Transcribe exactly each line of the entries, from the opening line to the line with "use crate::xref::ReferenceKind;", with both of those lines included.

DATASET RECORDS →
______________________________
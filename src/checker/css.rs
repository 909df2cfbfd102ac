//! Stylesheet checker and CSS reference registration.

use crate::context::ValidationContext;
use crate::css::{scan_stylesheet, CssScan, CssUrlKind};
use crate::report::{CheckReport, Location};
use crate::xref::ReferenceKind;

/// Where scanned CSS text came from, for mapping its positions.
#[derive(Clone, Copy, Debug)]
pub(super) enum CssOrigin {
    /// A stylesheet file; positions are already file positions.
    File,
    /// A `style` element whose text starts at the given position.
    Element(Location),
    /// A `style` attribute on the element at the given position.
    Attribute(Location),
}

impl CssOrigin {
    fn map(self, location: Location) -> Location {
        match self {
            CssOrigin::File => location,
            CssOrigin::Attribute(at) => at,
            CssOrigin::Element(at) if location.line <= 1 => {
                Location::new(at.line, at.column + location.column.saturating_sub(1))
            }
            CssOrigin::Element(at) => Location::new(at.line + location.line - 1, location.column),
        }
    }
}

/// Register the references of `scan` and report its structural problems.
pub(super) fn register_scan(
    ctx: &ValidationContext,
    scan: &CssScan,
    origin: CssOrigin,
    report: &mut CheckReport,
) {
    for reference in &scan.references {
        let kind = match reference.kind {
            CssUrlKind::Import => ReferenceKind::Stylesheet,
            CssUrlKind::FontFace => ReferenceKind::Font,
            CssUrlKind::Url => ReferenceKind::Image,
        };
        ctx.xrefs().register_reference(
            ctx.path(),
            Some(origin.map(reference.location)),
            &reference.url,
            kind,
            true,
        );
    }
    for problem in &scan.problems {
        report.error("CSS_SYNTAX", Some(origin.map(problem.location)), problem.message.clone());
    }
}

pub(super) fn check(ctx: &ValidationContext, bytes: &[u8], report: &mut CheckReport) {
    let bytes = bytes.strip_prefix(b"\xEF\xBB\xBF").unwrap_or(bytes);
    let text = match std::str::from_utf8(bytes) {
        Ok(text) => text,
        Err(err) => {
            report.error(
                "CSS_ENCODING",
                None,
                format!("stylesheet is not valid UTF-8: {}", err),
            );
            return;
        }
    };

    let scan = scan_stylesheet(text);
    if let Some(charset) = &scan.charset {
        if !charset.eq_ignore_ascii_case("utf-8") {
            report.error(
                "CSS_ENCODING",
                Some(Location::new(1, 1)),
                format!("stylesheets must be encoded in UTF-8, @charset declares '{}'", charset),
            );
        }
    }
    register_scan(ctx, &scan, CssOrigin::File, report);
    log::debug!(
        "[DISPATCH] {}: {} CSS references",
        ctx.path(),
        scan.references.len()
    );
}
______________________________
RESPONSE →
filename src/checker/css.rs
repository 909df2cfbfd102ac
//! Stylesheet checker and CSS reference registration.

use crate::context::ValidationContext;
use crate::css::{scan_stylesheet, CssScan, CssUrlKind};
use crate::report::{CheckReport, Location};
use crate::xref::ReferenceKind;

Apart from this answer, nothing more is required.